» **Provided records**:

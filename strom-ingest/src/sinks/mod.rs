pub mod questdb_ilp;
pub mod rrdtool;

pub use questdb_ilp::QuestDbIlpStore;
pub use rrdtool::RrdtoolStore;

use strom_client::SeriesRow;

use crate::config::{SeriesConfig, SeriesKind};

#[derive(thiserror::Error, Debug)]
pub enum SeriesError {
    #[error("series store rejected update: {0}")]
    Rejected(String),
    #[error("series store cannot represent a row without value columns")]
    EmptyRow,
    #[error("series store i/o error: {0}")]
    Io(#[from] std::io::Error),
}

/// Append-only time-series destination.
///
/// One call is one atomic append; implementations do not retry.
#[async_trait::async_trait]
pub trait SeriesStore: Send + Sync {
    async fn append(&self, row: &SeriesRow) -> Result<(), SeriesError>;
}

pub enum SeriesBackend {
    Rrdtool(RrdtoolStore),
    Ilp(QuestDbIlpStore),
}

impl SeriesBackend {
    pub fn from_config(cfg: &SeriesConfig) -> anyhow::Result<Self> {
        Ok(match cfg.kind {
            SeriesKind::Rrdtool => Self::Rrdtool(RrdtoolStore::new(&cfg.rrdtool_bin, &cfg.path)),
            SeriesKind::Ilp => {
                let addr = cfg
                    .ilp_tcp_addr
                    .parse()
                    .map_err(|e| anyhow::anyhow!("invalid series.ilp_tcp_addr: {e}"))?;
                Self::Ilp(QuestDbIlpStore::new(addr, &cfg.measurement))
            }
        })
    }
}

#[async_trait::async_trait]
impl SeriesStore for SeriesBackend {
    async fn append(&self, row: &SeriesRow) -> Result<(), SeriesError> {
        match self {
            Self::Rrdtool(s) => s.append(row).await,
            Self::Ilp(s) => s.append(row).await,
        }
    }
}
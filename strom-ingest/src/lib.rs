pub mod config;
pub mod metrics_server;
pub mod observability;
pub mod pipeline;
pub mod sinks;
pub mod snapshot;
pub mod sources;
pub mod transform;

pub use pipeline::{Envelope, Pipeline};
---
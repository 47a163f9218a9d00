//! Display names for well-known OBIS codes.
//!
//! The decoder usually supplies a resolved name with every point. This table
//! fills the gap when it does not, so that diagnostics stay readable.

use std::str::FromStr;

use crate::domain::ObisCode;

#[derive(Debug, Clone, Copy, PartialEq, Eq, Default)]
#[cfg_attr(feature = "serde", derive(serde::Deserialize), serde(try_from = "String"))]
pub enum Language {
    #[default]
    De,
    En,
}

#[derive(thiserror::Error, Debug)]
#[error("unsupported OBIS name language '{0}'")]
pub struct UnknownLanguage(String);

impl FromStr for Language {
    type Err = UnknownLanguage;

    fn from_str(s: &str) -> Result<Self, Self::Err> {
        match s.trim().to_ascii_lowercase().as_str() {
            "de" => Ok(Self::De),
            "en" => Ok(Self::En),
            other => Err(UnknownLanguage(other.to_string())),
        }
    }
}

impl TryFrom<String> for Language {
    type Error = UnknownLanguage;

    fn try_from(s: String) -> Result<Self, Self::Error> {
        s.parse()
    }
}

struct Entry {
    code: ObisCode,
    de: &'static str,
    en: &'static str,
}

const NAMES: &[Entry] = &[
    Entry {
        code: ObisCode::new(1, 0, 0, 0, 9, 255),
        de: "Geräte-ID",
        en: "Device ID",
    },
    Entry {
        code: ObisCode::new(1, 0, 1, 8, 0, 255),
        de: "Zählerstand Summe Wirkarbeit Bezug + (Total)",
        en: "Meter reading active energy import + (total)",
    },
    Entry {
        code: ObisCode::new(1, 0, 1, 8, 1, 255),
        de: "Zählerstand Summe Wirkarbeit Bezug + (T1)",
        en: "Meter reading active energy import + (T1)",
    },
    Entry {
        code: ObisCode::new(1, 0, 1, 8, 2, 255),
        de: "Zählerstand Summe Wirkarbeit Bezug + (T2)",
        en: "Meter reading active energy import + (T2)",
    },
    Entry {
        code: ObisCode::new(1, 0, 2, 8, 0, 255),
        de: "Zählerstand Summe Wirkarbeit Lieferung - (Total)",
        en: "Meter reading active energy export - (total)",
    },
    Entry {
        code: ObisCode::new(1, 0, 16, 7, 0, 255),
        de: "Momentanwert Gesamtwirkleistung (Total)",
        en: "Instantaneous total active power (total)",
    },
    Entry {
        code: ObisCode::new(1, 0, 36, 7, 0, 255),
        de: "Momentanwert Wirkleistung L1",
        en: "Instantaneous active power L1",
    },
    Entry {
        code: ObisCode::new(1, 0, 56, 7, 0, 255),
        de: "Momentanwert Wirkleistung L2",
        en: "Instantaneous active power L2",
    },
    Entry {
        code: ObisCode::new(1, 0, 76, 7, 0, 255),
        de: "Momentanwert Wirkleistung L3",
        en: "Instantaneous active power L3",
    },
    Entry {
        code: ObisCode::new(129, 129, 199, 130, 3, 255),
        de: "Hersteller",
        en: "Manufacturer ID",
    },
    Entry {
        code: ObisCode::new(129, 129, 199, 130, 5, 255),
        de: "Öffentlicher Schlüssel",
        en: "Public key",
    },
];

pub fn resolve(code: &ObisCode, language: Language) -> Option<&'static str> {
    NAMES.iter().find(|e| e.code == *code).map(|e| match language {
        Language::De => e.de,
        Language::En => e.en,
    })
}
* * *
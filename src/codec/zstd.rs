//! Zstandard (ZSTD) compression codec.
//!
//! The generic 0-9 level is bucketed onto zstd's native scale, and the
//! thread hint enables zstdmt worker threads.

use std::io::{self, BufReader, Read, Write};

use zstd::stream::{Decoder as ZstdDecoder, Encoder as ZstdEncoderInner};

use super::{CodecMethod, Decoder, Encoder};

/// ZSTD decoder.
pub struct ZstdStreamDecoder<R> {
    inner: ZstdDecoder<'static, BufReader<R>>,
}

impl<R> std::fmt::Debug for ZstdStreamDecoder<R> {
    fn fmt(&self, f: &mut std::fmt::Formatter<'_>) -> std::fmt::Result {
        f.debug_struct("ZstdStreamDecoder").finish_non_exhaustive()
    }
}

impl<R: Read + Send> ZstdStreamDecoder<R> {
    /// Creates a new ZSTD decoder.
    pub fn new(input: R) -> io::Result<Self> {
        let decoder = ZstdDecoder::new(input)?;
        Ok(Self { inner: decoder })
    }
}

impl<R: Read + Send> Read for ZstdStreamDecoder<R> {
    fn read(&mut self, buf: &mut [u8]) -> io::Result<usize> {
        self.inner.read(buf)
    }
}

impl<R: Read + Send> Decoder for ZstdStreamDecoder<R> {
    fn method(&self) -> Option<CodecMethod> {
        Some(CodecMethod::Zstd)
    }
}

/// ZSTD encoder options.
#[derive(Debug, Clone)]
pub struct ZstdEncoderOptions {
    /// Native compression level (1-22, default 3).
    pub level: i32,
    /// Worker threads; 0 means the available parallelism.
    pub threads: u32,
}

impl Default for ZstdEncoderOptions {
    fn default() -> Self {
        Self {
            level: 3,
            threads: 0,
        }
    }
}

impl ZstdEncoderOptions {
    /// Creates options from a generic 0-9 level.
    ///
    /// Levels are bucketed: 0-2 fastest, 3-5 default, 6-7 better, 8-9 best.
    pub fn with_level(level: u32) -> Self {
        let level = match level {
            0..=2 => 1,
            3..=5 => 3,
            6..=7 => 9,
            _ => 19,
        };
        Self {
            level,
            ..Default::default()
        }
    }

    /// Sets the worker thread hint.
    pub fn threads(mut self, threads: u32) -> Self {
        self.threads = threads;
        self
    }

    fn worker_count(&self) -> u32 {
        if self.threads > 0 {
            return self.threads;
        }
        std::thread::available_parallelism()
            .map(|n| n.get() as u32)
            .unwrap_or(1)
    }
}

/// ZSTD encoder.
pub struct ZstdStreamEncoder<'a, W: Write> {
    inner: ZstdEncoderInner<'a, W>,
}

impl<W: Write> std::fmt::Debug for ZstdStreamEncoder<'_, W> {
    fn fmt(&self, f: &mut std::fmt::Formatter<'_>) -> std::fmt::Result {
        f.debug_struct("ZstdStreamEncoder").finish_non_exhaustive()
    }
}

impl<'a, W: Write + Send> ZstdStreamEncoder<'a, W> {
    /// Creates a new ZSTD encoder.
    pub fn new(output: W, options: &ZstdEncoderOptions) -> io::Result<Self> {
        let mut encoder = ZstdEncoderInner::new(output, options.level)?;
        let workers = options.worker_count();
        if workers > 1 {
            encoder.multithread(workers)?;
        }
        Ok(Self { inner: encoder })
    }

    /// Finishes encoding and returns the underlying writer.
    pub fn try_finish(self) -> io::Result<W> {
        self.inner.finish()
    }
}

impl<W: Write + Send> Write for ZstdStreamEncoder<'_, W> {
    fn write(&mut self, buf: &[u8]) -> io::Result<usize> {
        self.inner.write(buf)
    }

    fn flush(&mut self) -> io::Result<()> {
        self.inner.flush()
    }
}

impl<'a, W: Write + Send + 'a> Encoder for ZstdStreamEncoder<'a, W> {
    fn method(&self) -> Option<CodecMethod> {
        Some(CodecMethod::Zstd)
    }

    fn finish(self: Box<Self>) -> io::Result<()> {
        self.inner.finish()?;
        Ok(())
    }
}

» **Required work**: What lines above contain the string "BufReader"? Copy all of them.

» **Exercise result**:
use std::io::{self, BufReader, Read, Write};
    inner: ZstdDecoder<'static, BufReader<R>>,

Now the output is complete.